Community activists often cite traffic congestion concerns as the primary reason to stop controversial projects. Gov. Matt Meyer’s executive order will speed up the construction of in-demand affordable housing by barring state transportation officials from considering those concerns. 

Gov. Matt Meyer removed a traffic regulation last month that he said acted as an obstacle to the development of new apartments, townhomes and other affordable housing in the state.

The new policy, created through an executive order, lifts a state requirement that developers of large affordable housing projects pay to study the impacts of those developments on local traffic. 

Builders of other developments, including commercial buildings or market-rate housing, must still conduct those impact studies. And in Sussex County — where growth and traffic have been at odds for years — local officials say they can still require traffic studies through the county’s land use approval process. 

The state rule change is part of a broader set of reforms outlined in the executive order that Meyer says will speed up “priority projects,” including affordable housing and energy infrastructure developments.

He said that development plans have too often been stuck in a regulatory limbo while waiting for the results of traffic impact studies and other state requirements. 

The policy comes after decades of growth in Sussex County, where large tracts of farmland have been regularly transformed into subdivisions and strip malls. In recent years, critics of the transformation say that growth has brought too many cars onto roads that were built for a more rural landscape.

Asked about Meyer’s reforms, some of the loudest critics responded with ambivalence. While they noted that the county still has the authority to require developers to make road improvements, they also argued that the state for years has treated road upgrades as an afterthought. 

Vehicles drive down Route 24 near the proposed site of the Belle Meade housing and retail development. | SPOTLIGHT DELAWARE PHOTO BY NICK STONSIFER

“Transportation infrastructure cannot simply be treated as irrelevant when evaluating new development,” Sussex resident Gary Vorsheim said.

Vorsheim is a member of the advocacy group, Route 24 Alliance, which last year protested plans to build commercial and housing developments on fields that sit inland of Rehoboth Beach.

In January, the group asked a Delaware judge to force the Sussex County Council to deny a proposal to build shops and apartments — some of which will be affordable — at the site of former horse farm.
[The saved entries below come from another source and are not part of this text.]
// Connection stream module
// Watches response framing on the way out so heads hyper writes on its own
// (parse errors such as 400 or 431) also get the isolation headers

use std::collections::VecDeque;
use std::io;
use std::pin::Pin;
use std::sync::{Arc, Mutex, PoisonError};
use std::task::{ready, Context, Poll};

use tokio::io::{AsyncRead, AsyncWrite, ReadBuf};

use crate::isolation;

/// Body lengths of the responses the handler produced, in order.
///
/// The service pushes one entry per response before hyper serializes it;
/// a response head written with no entry queued came from hyper itself.
#[derive(Debug, Clone, Default)]
pub struct ResponseLedger {
    bodies: Arc<Mutex<VecDeque<Option<u64>>>>,
}

impl ResponseLedger {
    pub fn new() -> Self {
        Self::default()
    }

    /// Record a handler response; `None` when its body length is unknown
    pub fn record(&self, body_len: Option<u64>) {
        self.bodies
            .lock()
            .unwrap_or_else(PoisonError::into_inner)
            .push_back(body_len);
    }

    fn next(&self) -> Option<Option<u64>> {
        self.bodies
            .lock()
            .unwrap_or_else(PoisonError::into_inner)
            .pop_front()
    }
}

/// Where the writer is within the outgoing byte stream
#[derive(Debug)]
enum WriteState {
    /// Between responses
    Idle,
    /// Head of a handler response, already finished by the service
    Handler { matched: usize, body: u64 },
    /// Head written by hyper itself, held back until the blank line
    Own { head: Vec<u8>, matched: usize },
    /// Body bytes still to pass through
    Body(u64),
    /// Framing unknown from here on; bytes are no longer inspected
    Passthrough,
}

const HEAD_END: &[u8] = b"\r\n\r\n";

/// Advance a match of `HEAD_END` by one byte
const fn advance(matched: usize, byte: u8) -> usize {
    if byte == HEAD_END[matched] {
        matched + 1
    } else if byte == b'\r' {
        1
    } else {
        0
    }
}

/// Length of the prefix of `buf` that ends the head, if it does
fn head_end(mut matched: usize, buf: &[u8]) -> Option<usize> {
    for (i, &byte) in buf.iter().enumerate() {
        matched = advance(matched, byte);
        if matched == HEAD_END.len() {
            return Some(i + 1);
        }
    }
    None
}

/// TCP stream wrapper used for every server connection
pub struct IsolatedStream<S> {
    inner: S,
    ledger: ResponseLedger,
    state: WriteState,
    /// Patched head waiting to reach `inner`
    pending: Vec<u8>,
    flushed: usize,
}

impl<S> IsolatedStream<S> {
    pub const fn new(inner: S, ledger: ResponseLedger) -> Self {
        Self {
            inner,
            ledger,
            state: WriteState::Idle,
            pending: Vec::new(),
            flushed: 0,
        }
    }
}

impl<S: AsyncWrite + Unpin> IsolatedStream<S> {
    fn poll_drain(&mut self, cx: &mut Context<'_>) -> Poll<io::Result<()>> {
        while self.flushed < self.pending.len() {
            let n = ready!(Pin::new(&mut self.inner).poll_write(cx, &self.pending[self.flushed..]))?;
            if n == 0 {
                return Poll::Ready(Err(io::ErrorKind::WriteZero.into()));
            }
            self.flushed += n;
        }
        self.pending.clear();
        self.flushed = 0;
        Poll::Ready(Ok(()))
    }

    fn start_response(&mut self) {
        self.state = match self.ledger.next() {
            Some(Some(body)) => WriteState::Handler { matched: 0, body },
            Some(None) => WriteState::Passthrough,
            None => WriteState::Own {
                head: Vec::new(),
                matched: 0,
            },
        };
    }
}

impl<S: AsyncRead + Unpin> AsyncRead for IsolatedStream<S> {
    fn poll_read(
        self: Pin<&mut Self>,
        cx: &mut Context<'_>,
        buf: &mut ReadBuf<'_>,
    ) -> Poll<io::Result<()>> {
        Pin::new(&mut self.get_mut().inner).poll_read(cx, buf)
    }
}

impl<S: AsyncWrite + Unpin> AsyncWrite for IsolatedStream<S> {
    fn poll_write(
        self: Pin<&mut Self>,
        cx: &mut Context<'_>,
        buf: &[u8],
    ) -> Poll<io::Result<usize>> {
        let this = self.get_mut();
        ready!(this.poll_drain(cx))?;
        if buf.is_empty() {
            return Poll::Ready(Ok(0));
        }
        if matches!(this.state, WriteState::Idle) {
            this.start_response();
        }

        match &mut this.state {
            WriteState::Idle | WriteState::Passthrough => {
                Pin::new(&mut this.inner).poll_write(cx, buf)
            }
            WriteState::Body(remaining) => {
                let limit = usize::try_from(*remaining).map_or(buf.len(), |r| r.min(buf.len()));
                let n = ready!(Pin::new(&mut this.inner).poll_write(cx, &buf[..limit]))?;
                let left = remaining.saturating_sub(u64::try_from(n).unwrap_or(u64::MAX));
                this.state = if left == 0 {
                    WriteState::Idle
                } else {
                    WriteState::Body(left)
                };
                Poll::Ready(Ok(n))
            }
            WriteState::Handler { matched, body } => {
                let limit = head_end(*matched, buf).unwrap_or(buf.len());
                let n = ready!(Pin::new(&mut this.inner).poll_write(cx, &buf[..limit]))?;
                let matched_now = buf[..n].iter().fold(*matched, |m, &b| advance(m, b));
                let body = *body;
                this.state = if matched_now < HEAD_END.len() {
                    WriteState::Handler {
                        matched: matched_now,
                        body,
                    }
                } else if body == 0 {
                    WriteState::Idle
                } else {
                    WriteState::Body(body)
                };
                Poll::Ready(Ok(n))
            }
            WriteState::Own { head, matched } => {
                let Some(taken) = head_end(*matched, buf) else {
                    *matched = buf.iter().fold(*matched, |m, &b| advance(m, b));
                    head.extend_from_slice(buf);
                    return Poll::Ready(Ok(buf.len()));
                };
                head.extend_from_slice(&buf[..taken]);
                isolation::append_to_head(head);
                this.pending = std::mem::take(head);
                this.state = WriteState::Idle;
                // Accepted either way; a pending drain resumes on the next write or flush
                if let Poll::Ready(Err(e)) = this.poll_drain(cx) {
                    return Poll::Ready(Err(e));
                }
                Poll::Ready(Ok(taken))
            }
        }
    }

    fn poll_flush(self: Pin<&mut Self>, cx: &mut Context<'_>) -> Poll<io::Result<()>> {
        let this = self.get_mut();
        ready!(this.poll_drain(cx))?;
        Pin::new(&mut this.inner).poll_flush(cx)
    }

    fn poll_shutdown(self: Pin<&mut Self>, cx: &mut Context<'_>) -> Poll<io::Result<()>> {
        let this = self.get_mut();
        // An unterminated head goes out unpatched
        if let WriteState::Own { head, .. } = &mut this.state {
            this.pending.append(head);
            this.state = WriteState::Passthrough;
        }
        ready!(this.poll_drain(cx))?;
        Pin::new(&mut this.inner).poll_shutdown(cx)
    }
}
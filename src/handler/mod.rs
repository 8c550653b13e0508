//! Request handler module
//!
//! Request dispatch and the static file engine behind it.

pub mod router;
pub mod static_files;

// Re-export main entry point
pub use router::{handle_request, RequestContext};
pub use static_files::FileServer;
They argued that local officials misunderstood the timing of traffic improvements, among other issues, when approving the development, which is called Belle Mead.

In response to traffic-centered pushback against housing developments, Mike Riemann, former president of the Delaware Homebuilders Association, said the priority of the state should be building affordable housing. 

“Do we not support [an individual’s] ability to find a home because someone has to sit at an intersection for an extra five seconds?” Riemann said. 

Delaware is short almost 20,000 rental units for households that earn less than half the region’s median income, according to a 2023 study prepared for the Delaware State Housing Authority. Many people struggle to find homes that fit their budgets, especially near the Delaware beaches where home values have skyrocketed.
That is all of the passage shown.